Apr 20, 2009
Nasi lemak is a dish sold in Malaysia, Brunei, Singapore and Southern Thailand. In Kuala Lumpur, it is called the national dish, a national heritage of Malaysia. The version sold in the east coast of Malaysia, Terengganu and Kelantan is called Nasi Dagang although both dishes can usually be found sold side by side for breakfast. There is a similar dish in Indonesia called nasi uduk.
With roots in Malay culture, its name is a Malay word that literally means 'rice in cream'. The name is derived from the cooking process whereby rice is soaked in coconut cream and then the mixture steamed. Sometimes knotted screwpine (pandan) leaves are thrown into the rice while steaming to give it more fragrance. Spices such as ginger (common in Malay cuisine) and occasionally herbs like lemon grass may be added for additional fragrance.
Traditionally, this comes as a platter of food wrapped in banana leaf, with cucumber slices, small dried anchovies (ikan bilis), roasted peanuts, hard boiled egg, and hot spicy sauce (sambal) at its core. As a more substantial meal, nasi lemak can also come with a variety of other accompaniments such as chicken, cuttlefish, cockle, stir fried water convolvulus (kangkong), pickled vegetables (achar), beef rendang (beef stewed in coconut milk and spices) or paru (beef lungs). Traditionally most of these accompaniments are spicy in nature.

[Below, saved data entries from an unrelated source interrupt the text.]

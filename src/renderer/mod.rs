//! Renderer
//!
//! Turns painted cells into terminal bytes.
//!
//! - [`Canvas`] - grid of styled cells a layout tree is painted into
//! - [`OutputBuffer`] - batches one frame so the sink sees a single write
//! - [`ansi`] - cursor movement and erase commands (via crossterm)

pub mod ansi;
mod canvas;
mod output;

pub use canvas::{Canvas, Cell};
pub use output::OutputBuffer;
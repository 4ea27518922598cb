//! Inherited text style.
//!
//! [`styled`] is a context scope: it creates no layout node, it only makes a
//! [`TextStyle`] visible to the text leaves below it. Nested scopes layer,
//! the inner style winning where both set a color.

use crate::engine::{Context, ContextKey, Element, context, value};
use crate::types::TextStyle;

/// Context key the inherited text style is stored under.
pub const STYLE_KEY: ContextKey = "spark.text_style";

/// Apply `style` to every text leaf inside `inner`.
pub fn styled(style: TextStyle, inner: impl Into<Element>) -> Element {
    context([(STYLE_KEY, value(style))], inner)
}

/// The style inherited at this point of the graph, all enclosing scopes layered.
pub fn inherited_style(cx: &Context) -> TextStyle {
    cx.values::<TextStyle>(STYLE_KEY)
        .fold(TextStyle::default(), |inner, outer| inner.over(*outer))
}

Nasi Lemak is widely eaten in Malaysia, even as a dish served in Malaysian schools. Nasi lemak is a common breakfast dish, sold early in the morning at roadside stalls in Malaysia, where it is often sold packed in newspaper, brown paper or banana leaf. However, there are restaurants which serve it on a plate as noon or evening meals, making it possible for the dish to be eaten all day. Nasi lemak panas which means hot nasi lemak is another name given to nasi lemak served with hot cooked rice.